Astell&Kern A&futura SE200 Digital Audio Player Page 2

The SE200 will play files at up to 384kHz/32-bit and DSD256, the volume control illumination changing colour according to the prevailing sample rate. It will do this from its internal memory, from a microSD card of up to 1TB, or via the USB DAC link using the player's USB-C input, for which a Windows driver can be downloaded from the company's website. Mac OSX users don't need a driver, but will need to download Android transfer software to load music onto the player. But you don't need to worry about firmware updates, of which there have been at least three since the player was launched last year, for these are done over the air using the SE200's Wi-Fi link.

sqnote Rise And Shine
Whichever 'source' you choose for your music, the sound is very good indeed, whether used with balanced or unbalanced headphones, or even connected straight into a main system. If you can avoid the temptation of all those deep menu options, the SE200 is an extraordinarily accomplished portable, whether out and about playing driving rock through lightweight headphones such as the B&W P5s, or at home with something soothing on Focal Clears [HFN Mar '18], or the original Oppo PM-1 headphones [HFN Jul '14] running in balanced mode.

Playing the 96kHz/24-bit release of Paul McCartney's McCartney III [Capitol/MPL 00602435136578], the combination of punch and detail in what is a well-weighted yet wide-open sound is highly attractive right from the opening 'Long Tailed Winter Bird'. Here the player controls the headphones with clean power in reserve, while with the dense sound of Nick Lowe and Los Straitjackets' Live At The Haw River Ballroom [Yep Roc, n/a cat no; 48kHz/24-bit] it delivers good insight into the live performances while retaining all their vitality. And the player really shines when fed top-notch recordings, as is clear with the delicacy of Pieter van Loenen and Tobias Borsboom's recent set The Silence Between [TRPTK, TTK0058; DSD128].

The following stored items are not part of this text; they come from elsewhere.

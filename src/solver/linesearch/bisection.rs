// Copyright 2024-2026 gradmin developers
//
// Licensed under the Apache License, Version 2.0 <LICENSE-APACHE or
// http://apache.org/licenses/LICENSE-2.0> or the MIT license <LICENSE-MIT or
// http://opensource.org/licenses/MIT>, at your option. This file may not be
// copied, modified, or distributed except according to those terms.

//! * [Bisection line search](`BisectionLineSearch`)

use crate::core::math::{GradminDot, GradminScaledAdd};
use crate::core::{Error, GradminFloat, Objective, OptimizeControl, Problem, SearchState};
use crate::solver::linesearch::condition::LineSearchCondition;
use crate::solver::linesearch::{line_cost, trial_point, AlphaState, SearchStrategy};
#[cfg(feature = "serde1")]
use serde::{Deserialize, Serialize};

/// Bisection of a fixed interval: the midpoint replaces the rejected end
/// until the interval width drops below `control.tol`.
///
/// The working interval is reset from the constructor parameters on every
/// call, so repeated calls are independent of each other. The bracket handed
/// in by the driver is ignored.
#[derive(Clone, Debug, PartialEq)]
#[cfg_attr(feature = "serde1", derive(Serialize, Deserialize))]
pub struct BisectionLineSearch<L, F> {
    /// Acceptance condition
    condition: L,
    /// Lower end of the search interval
    alpha_min: F,
    /// Upper end of the search interval
    alpha_max: F,
    /// Control parameters
    control: OptimizeControl<F>,
}

impl<L, F: GradminFloat> BisectionLineSearch<L, F> {
    /// Constructor with the search interval `[alpha_min, alpha_max]`.
    pub fn new(condition: L, alpha_min: F, alpha_max: F) -> Result<Self, Error> {
        if alpha_min < float!(0.0) || alpha_max <= alpha_min {
            return Err(gradmin_error!(
                InvalidParameter,
                "BisectionLineSearch: 0 <= alpha_min < alpha_max required."
            ));
        }
        Ok(BisectionLineSearch {
            condition,
            alpha_min,
            alpha_max,
            control: OptimizeControl::default(),
        })
    }

    /// Replace the control parameters
    #[must_use]
    pub fn with_control(mut self, control: OptimizeControl<F>) -> Self {
        self.control = control;
        self
    }
}

impl<O, L, P, F> SearchStrategy<O, P, F> for BisectionLineSearch<L, F>
where
    O: Objective<Param = P, Float = F>,
    L: LineSearchCondition<P, F>,
    P: Clone + GradminScaledAdd<P, F, P> + GradminDot<P, F>,
    F: GradminFloat,
{
    fn search(
        &mut self,
        problem: &mut Problem<O>,
        state: &SearchState<P>,
        _alpha: AlphaState<F>,
    ) -> Result<F, Error> {
        let init_cost = problem.cost(&state.param)?;
        let init_grad = problem.gradient(&state.param)?;

        let mut low = self.alpha_min;
        let mut hi = self.alpha_max;
        let mut alpha = (low + hi) / float!(2.0);
        let mut iter = 0;

        while hi - low > self.control.tol && iter < self.control.max_iterations {
            let current_cost = line_cost(problem, state, alpha)?;
            let current_grad = if self.condition.requires_current_gradient() {
                Some(problem.gradient(&trial_point(state, alpha))?)
            } else {
                None
            };
            if self.condition.evaluate_condition(
                current_cost,
                current_grad.as_ref(),
                init_cost,
                &init_grad,
                &state.direction,
                alpha,
            ) {
                low = alpha;
            } else {
                hi = alpha;
            }
            let next = (low + hi) / float!(2.0);
            // float exhaustion: midpoint pinned to an endpoint
            if next <= low || next >= hi {
                alpha = next;
                break;
            }
            alpha = next;
            iter += 1;
        }
        Ok(alpha)
    }
}

#[cfg(test)]
mod tests {
    use super::*;
    use crate::core::GradminError;
    use crate::solver::linesearch::condition::ArmijoCondition;
    use crate::test_trait_impl;

    test_trait_impl!(
        bisection_linesearch,
        BisectionLineSearch<ArmijoCondition<f64>, f64>
    );

    #[derive(Clone)]
    struct Sphere {}

    impl Objective for Sphere {
        type Param = Vec<f64>;
        type Hessian = ();
        type Float = f64;

        fn cost(&self, p: &Self::Param) -> Result<Self::Float, Error> {
            Ok(p.iter().map(|x| x * x).sum())
        }

        fn gradient(&self, p: &Self::Param) -> Result<Self::Param, Error> {
            Ok(p.iter().map(|x| 2.0 * x).collect())
        }
    }

    #[test]
    fn test_invalid_interval() {
        let condition = ArmijoCondition::new(0.1f64).unwrap();
        assert_error!(
            BisectionLineSearch::new(condition, 1.0, 1.0),
            GradminError,
            "Invalid parameter: \"BisectionLineSearch: 0 <= alpha_min < alpha_max required.\""
        );
    }

    #[test]
    fn test_finds_acceptance_boundary() {
        // Armijo with c = 0.1 on phi(alpha) = 2 (1 - alpha)^2 accepts
        // alpha <= 1.8; bisection on [0, 2] converges to that boundary.
        let condition = ArmijoCondition::new(0.1f64).unwrap();
        let mut ls = BisectionLineSearch::new(condition, 0.0, 2.0).unwrap();
        let mut problem = Problem::new(Sphere {});
        let state = SearchState::new(vec![1.0, 1.0], vec![-1.0, -1.0]);
        let alpha = ls
            .search(&mut problem, &state, AlphaState::new(1.0, 0.0, 2.0).unwrap())
            .unwrap();
        assert!((alpha - 1.8).abs() < 1e-5);
    }

    #[test]
    fn test_repeated_calls_are_idempotent() {
        let condition = ArmijoCondition::new(0.1f64).unwrap();
        let mut ls = BisectionLineSearch::new(condition, 0.0, 2.0).unwrap();
        let mut problem = Problem::new(Sphere {});
        let state = SearchState::new(vec![1.0, 1.0], vec![-1.0, -1.0]);
        let bracket = AlphaState::new(1.0, 0.0, 2.0).unwrap();
        let first = ls.search(&mut problem, &state, bracket).unwrap();
        let second = ls.search(&mut problem, &state, bracket).unwrap();
        assert!((first - second).abs() < f64::EPSILON);
    }
}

Here the sound truly lives up to the label's claim of 'Extreme Definition Recordings'. The sheer resolution of both the violin and piano is spectacular, as is the way the SE200 player enables a good pair of headphones to envelop the listener in the soundscape, placing this and other performances in a highly realistic acoustic.


Explosive Power
That immediacy and power of the player – both in resolving the music and pumping it into the ears – is heard to fine effect with Nils Frahm's Tripping With… [Erased Tapes ERATP136CD; 96kHz/24-bit], where the relentless pulse of the electronica, offset by passages of quiet textures ('All Melody'), wraps up the listener in an almost mesmeric soundscape.

Even driving the demanding Oppo PM-1s, the A&futura SE200's combination of weight and space more or less makes the headphones melt away, leaving remarkably effective sonic pictures. This album sounds stunning, and this player, partnered with good headphones, delivers all that quality.

There's even all the power and speed required to make a very fine fist of large-scale orchestral works. Of late I've been revisiting Bernstein's Beethoven symphony cycle with the Vienna Philharmonic [DG 0289 479 7715 5], and the way the SE200 handles everything from the stately progress and explosive power of the second movement of the 7th to the soaring complexity of the 9th is exceptionally impressive. Even with headphones that sound big and rich, such as the B&W P9 Signature [HFN Mar '17], the player manages to deliver weight and substance without losing its lightness of touch, and the sound remains spacious and detailed, with that real 'listen in' quality.

Yes, this is unashamedly a luxurious piece of personal audio, and Astell&Kern will even sell you a leather case to protect your pricey asset for an additional £99, but it's by no means the most expensive in its manufacturer's range. For those wanting a high-quality player better suited to the rough and tumble of everyday use there are certainly more affordable alternatives. But rather like that old saw about not buying a Rolex when a Swatch will tell the time better for a fraction of the price, those wanting a player like the SE200 won't care a jot.

Hi-Fi News Verdict
This is probably the digital audio player for which the term 'over-engineered' was meant, but for all the design and tech overkill here, the SE200 remains an exceptional DAP both in quality of build and sonic performance. Ignore the temptations of those deep and complex menus: just let it do its stuff, and it'll work very well with a wide range of headphones, and even double as a DAC between your computer and your system.